WHAT TO WORK ON: Only lines containing "tests" are wanted from the data below. Copy those lines.

_ _ _ _ _

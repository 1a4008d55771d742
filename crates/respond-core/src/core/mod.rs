// crates/respond-core/src/core/mod.rs
// ============================================================================
// Module: Respond Core Types
// Description: Canonical response/trigger records, validation, and cache.
// Purpose: Provide stable, serializable types shared by stores and runtime.
// Dependencies: serde, serde_json
// ============================================================================

//! ## Overview
//! Core types define the two persisted entities ([`Response`], [`Trigger`]),
//! the rule validator that guards them, and the [`TriggerCache`] mirror used
//! by the matching engine.

// ============================================================================
// SECTION: Submodules
// ============================================================================

pub mod cache;
pub mod identifiers;
pub mod model;
pub mod rules;
pub mod time;

// ============================================================================
// SECTION: Re-Exports
// ============================================================================

pub use cache::TriggerCache;
pub use identifiers::ResponseId;
pub use identifiers::TriggerId;
pub use model::EditTarget;
pub use model::InvalidEditTarget;
pub use model::RemovedResponse;
pub use model::RemovedTrigger;
pub use model::Response;
pub use model::ResponseUpdate;
pub use model::Trigger;
pub use model::TriggerSet;
pub use model::response_from_value;
pub use rules::ResponseFields;
pub use rules::Rule;
pub use rules::RuleSet;
pub use rules::RuleViolation;
pub use rules::TriggerFields;
pub use rules::ValidationError;
pub use time::Timestamp;
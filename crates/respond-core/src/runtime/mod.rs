// crates/respond-core/src/runtime/mod.rs
// ============================================================================
// Module: Respond Runtime
// Description: Matching engine, mutation orchestrator, and in-memory store.
// Purpose: Resolve incoming messages to responses and apply edits atomically.
// Dependencies: crate::{core, interfaces}, rand, tracing
// ============================================================================

//! ## Overview
//! [`Respond`] owns the trigger cache and a store handle. Reads go through
//! the cache; every mutation runs in one store transaction and touches the
//! cache only after the commit succeeds.

// ============================================================================
// SECTION: Submodules
// ============================================================================

pub mod error;
pub mod matching;
pub mod respond;
pub mod store;

// ============================================================================
// SECTION: Re-Exports
// ============================================================================

pub use error::RespondError;
pub use respond::Edited;
pub use respond::Removed;
pub use respond::Respond;
pub use store::InMemoryResponseStore;
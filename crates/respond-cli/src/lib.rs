// crates/respond-cli/src/lib.rs
// ============================================================================
// Module: Respond CLI Library
// Description: Command semantics shared by the respond binary and its tests.
// Purpose: Expose admin checks, chance policy, formatting, and sessions.
// Dependencies: respond-broker, respond-core
// ============================================================================

//! ## Overview
//! The `respond` binary is a thin clap front end over [`session::Session`].
//! Everything it prints is produced here so it can be tested without a
//! terminal.

// ============================================================================
// SECTION: Modules
// ============================================================================

pub mod admin;
pub mod chance;
pub mod format;
pub mod intent;
pub mod session;

// ============================================================================
// SECTION: Re-Exports
// ============================================================================

pub use admin::AdminGate;
pub use admin::PermissionDenied;
pub use chance::ChancePolicy;
pub use intent::Intent;
pub use intent::Reply;
pub use session::AddRequest;
pub use session::AddTriggersRequest;
pub use session::EditRequest;
pub use session::Session;
pub use session::SessionError;
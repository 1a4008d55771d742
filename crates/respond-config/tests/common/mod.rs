// crates/respond-config/tests/common/mod.rs
// =============================================================================
// Module: Config Test Helpers
// Description: Shared helpers for respond-config integration tests.
// Purpose: Parse TOML fixtures and assert on validation failures.
// =============================================================================

#![allow(dead_code, reason = "Helpers are shared across test binaries.")]

use respond_config::ConfigError;
use respond_config::RespondConfig;

/// Result type used by config tests.
pub type TestResult = Result<(), String>;

/// Engine section prepended to fixtures that do not declare one.
pub const RESPOND_SECTION: &str = "[respond]\ndefault_chance = 0.3\n";

/// Parses a TOML fixture without validating it.
///
/// Fixtures without a `[respond]` table get [`RESPOND_SECTION`] so they only
/// exercise the section under test.
pub fn config_from_toml(text: &str) -> Result<RespondConfig, String> {
    if text.contains("[respond]") {
        return toml::from_str(text).map_err(|err| err.to_string());
    }
    toml::from_str(&format!("{RESPOND_SECTION}{text}")).map_err(|err| err.to_string())
}

/// Returns a config parsed from the minimal valid fixture.
pub fn minimal_config() -> Result<RespondConfig, String> {
    config_from_toml(
        r#"
[respond]
default_chance = 0.3

[store]
type = "memory"
"#,
    )
}

/// Asserts that validation fails with an error containing `needle`.
pub fn assert_invalid(result: Result<(), ConfigError>, needle: &str) -> TestResult {
    match result {
        Err(error) => {
            let message = error.to_string();
            if message.contains(needle) {
                Ok(())
            } else {
                Err(format!("error {message} did not contain {needle}"))
            }
        }
        Ok(()) => Err("expected invalid config".to_string()),
    }
}
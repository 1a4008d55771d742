// crates/respond-broker/src/publish.rs
// ============================================================================
// Module: Respond Report Publishers
// Description: Async publishers that upload a text report and return its URL.
// Purpose: Share the full response listing outside the chat channel.
// Dependencies: async-trait, reqwest, serde_json, time, url
// ============================================================================

//! ## Overview
//! [`TextPublisher`] uploads a report and returns the URL it can be read at.
//! [`HastePublisher`] speaks the hastebin document API, [`PastebinPublisher`]
//! the pastebin post API, and [`DisabledPublisher`] refuses every request.
//! Invariants:
//! - Empty text is rejected before any request is sent.
//! - Redirects are not followed and non-success statuses fail closed.
//! - Response bodies are capped at [`MAX_PUBLISH_RESPONSE_BYTES`].

// ============================================================================
// SECTION: Imports
// ============================================================================

use std::time::Duration;

use async_trait::async_trait;
use reqwest::Client;
use reqwest::header::CONTENT_TYPE;
use reqwest::redirect::Policy;
use serde::Deserialize;
use thiserror::Error;
use time::OffsetDateTime;
use time::format_description::well_known::Rfc3339;
use tracing::debug;
use url::Url;
use url::form_urlencoded;

// ============================================================================
// SECTION: Constants
// ============================================================================

/// Maximum accepted publisher response body size in bytes.
pub const MAX_PUBLISH_RESPONSE_BYTES: usize = 64 * 1024;
/// Pastebin post endpoint relative to the base URL.
const PASTEBIN_POST_PATH: &str = "api/api_post.php";
/// Pastebin privacy flag for unlisted pastes.
const PASTEBIN_UNLISTED: &str = "1";
/// Prefix pastebin uses for rejected requests (served with status 200).
const PASTEBIN_ERROR_PREFIX: &str = "Bad API request";
/// Prefix of every report title.
const REPORT_TITLE_PREFIX: &str = "Respond List - ";

// ============================================================================
// SECTION: Errors
// ============================================================================

/// Publisher failures.
#[derive(Debug, Error)]
pub enum PublishError {
    /// Publishing is turned off in configuration.
    #[error("publishing disabled")]
    Disabled,
    /// The report had no content.
    #[error("nothing to publish")]
    EmptyText,
    /// The publisher was configured with an unusable value.
    #[error("invalid publisher config: {0}")]
    Config(String),
    /// Transport failure or non-success status.
    #[error("publish http error: {0}")]
    Http(String),
    /// The service answered with something other than a document location.
    #[error("publish response invalid: {0}")]
    InvalidResponse(String),
}

// ============================================================================
// SECTION: Publisher Trait
// ============================================================================

/// Uploads report text and returns its public URL.
#[async_trait]
pub trait TextPublisher: Send + Sync {
    /// Publishes `text` under `title` and returns the document URL.
    ///
    /// # Errors
    ///
    /// Returns [`PublishError`] when the text is empty or the upload fails.
    async fn publish(&self, title: &str, text: &str) -> Result<String, PublishError>;
}

/// Builds the report title for the given instant.
#[must_use]
pub fn report_title(at: OffsetDateTime) -> String {
    let stamp = at.format(&Rfc3339).unwrap_or_else(|_| at.unix_timestamp().to_string());
    format!("{REPORT_TITLE_PREFIX}{stamp}")
}

// ============================================================================
// SECTION: Hastebin
// ============================================================================

/// Hastebin document response.
#[derive(Debug, Deserialize)]
struct HasteDocument {
    /// Document key assigned by the service.
    key: String,
}

/// Publisher for hastebin-compatible services.
#[derive(Debug, Clone)]
pub struct HastePublisher {
    /// Base URL without a trailing slash.
    base_url: String,
    /// HTTP client.
    client: Client,
}

impl HastePublisher {
    /// Creates a hastebin publisher.
    ///
    /// # Errors
    ///
    /// Returns [`PublishError`] when the base URL or client is invalid.
    pub fn new(base_url: &str, timeout: Duration) -> Result<Self, PublishError> {
        Ok(Self { base_url: normalize_base_url(base_url)?, client: build_client(timeout)? })
    }
}

#[async_trait]
impl TextPublisher for HastePublisher {
    async fn publish(&self, _title: &str, text: &str) -> Result<String, PublishError> {
        ensure_text(text)?;
        let endpoint = format!("{}/documents", self.base_url);
        let response = self
            .client
            .post(&endpoint)
            .header(CONTENT_TYPE, "text/plain; charset=utf-8")
            .body(text.to_string())
            .send()
            .await
            .map_err(|err| PublishError::Http(err.to_string()))?;
        let body = read_body(response).await?;
        let document: HasteDocument = serde_json::from_slice(&body)
            .map_err(|err| PublishError::InvalidResponse(err.to_string()))?;
        let key = document.key.trim();
        if key.is_empty() || key.contains('/') {
            return Err(PublishError::InvalidResponse("document key missing".to_string()));
        }
        let location = format!("{}/{key}", self.base_url);
        debug!(url = %location, "published report to hastebin");
        Ok(location)
    }
}

// ============================================================================
// SECTION: Pastebin
// ============================================================================

/// Publisher for the pastebin post API.
#[derive(Debug, Clone)]
pub struct PastebinPublisher {
    /// Base URL without a trailing slash.
    base_url: String,
    /// Developer API key.
    api_key: String,
    /// HTTP client.
    client: Client,
}

impl PastebinPublisher {
    /// Creates a pastebin publisher.
    ///
    /// # Errors
    ///
    /// Returns [`PublishError`] when the key is blank or the base URL or
    /// client is invalid.
    pub fn new(base_url: &str, api_key: &str, timeout: Duration) -> Result<Self, PublishError> {
        let api_key = api_key.trim();
        if api_key.is_empty() {
            return Err(PublishError::Config("pastebin api key missing".to_string()));
        }
        Ok(Self {
            base_url: normalize_base_url(base_url)?,
            api_key: api_key.to_string(),
            client: build_client(timeout)?,
        })
    }
}

#[async_trait]
impl TextPublisher for PastebinPublisher {
    async fn publish(&self, title: &str, text: &str) -> Result<String, PublishError> {
        ensure_text(text)?;
        let endpoint = format!("{}/{PASTEBIN_POST_PATH}", self.base_url);
        let form = form_urlencoded::Serializer::new(String::new())
            .append_pair("api_dev_key", &self.api_key)
            .append_pair("api_option", "paste")
            .append_pair("api_paste_code", text)
            .append_pair("api_paste_name", title)
            .append_pair("api_paste_private", PASTEBIN_UNLISTED)
            .finish();
        let response = self
            .client
            .post(&endpoint)
            .header(CONTENT_TYPE, "application/x-www-form-urlencoded")
            .body(form)
            .send()
            .await
            .map_err(|err| PublishError::Http(err.to_string()))?;
        let body = read_body(response).await?;
        let location = String::from_utf8(body)
            .map_err(|_| PublishError::InvalidResponse("body must be utf-8".to_string()))?;
        let location = location.trim();
        if location.starts_with(PASTEBIN_ERROR_PREFIX) {
            return Err(PublishError::InvalidResponse(location.to_string()));
        }
        Url::parse(location)
            .map_err(|err| PublishError::InvalidResponse(format!("not a url: {err}")))?;
        debug!(url = %location, "published report to pastebin");
        Ok(location.to_string())
    }
}

// ============================================================================
// SECTION: Disabled
// ============================================================================

/// Publisher used when publishing is turned off.
#[derive(Debug, Clone, Copy, Default)]
pub struct DisabledPublisher;

#[async_trait]
impl TextPublisher for DisabledPublisher {
    async fn publish(&self, _title: &str, text: &str) -> Result<String, PublishError> {
        ensure_text(text)?;
        Err(PublishError::Disabled)
    }
}

// ============================================================================
// SECTION: Helpers
// ============================================================================

/// Rejects blank report text.
fn ensure_text(text: &str) -> Result<(), PublishError> {
    if text.trim().is_empty() {
        return Err(PublishError::EmptyText);
    }
    Ok(())
}

/// Validates the base URL and strips any trailing slash.
fn normalize_base_url(base_url: &str) -> Result<String, PublishError> {
    let trimmed = base_url.trim().trim_end_matches('/');
    let parsed = Url::parse(trimmed)
        .map_err(|err| PublishError::Config(format!("invalid base url: {err}")))?;
    if !matches!(parsed.scheme(), "http" | "https") {
        return Err(PublishError::Config("base url must use http or https".to_string()));
    }
    Ok(trimmed.to_string())
}

/// Builds an HTTP client with a request timeout and redirects disabled.
fn build_client(timeout: Duration) -> Result<Client, PublishError> {
    Client::builder()
        .connect_timeout(timeout)
        .timeout(timeout)
        .redirect(Policy::none())
        .build()
        .map_err(|err| PublishError::Config(format!("http client build failed: {err}")))
}

/// Checks the status and reads a size-capped response body.
async fn read_body(response: reqwest::Response) -> Result<Vec<u8>, PublishError> {
    let status = response.status();
    if !status.is_success() {
        return Err(PublishError::Http(format!("http status {}", status.as_u16())));
    }
    if let Some(length) = response.content_length()
        && length > MAX_PUBLISH_RESPONSE_BYTES as u64
    {
        return Err(PublishError::InvalidResponse("response exceeds size limit".to_string()));
    }
    let bytes = response.bytes().await.map_err(|err| PublishError::Http(err.to_string()))?;
    if bytes.len() > MAX_PUBLISH_RESPONSE_BYTES {
        return Err(PublishError::InvalidResponse("response exceeds size limit".to_string()));
    }
    Ok(bytes.to_vec())
}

_ _ _ _ _

RESPONSE TO THE TASK:
// Description: Command semantics shared by the respond binary and its tests.
filename crates/respond-config/tests/common/mod.rs
// crates/respond-config/tests/common/mod.rs
// Description: Shared helpers for respond-config integration tests.
/// Result type used by config tests.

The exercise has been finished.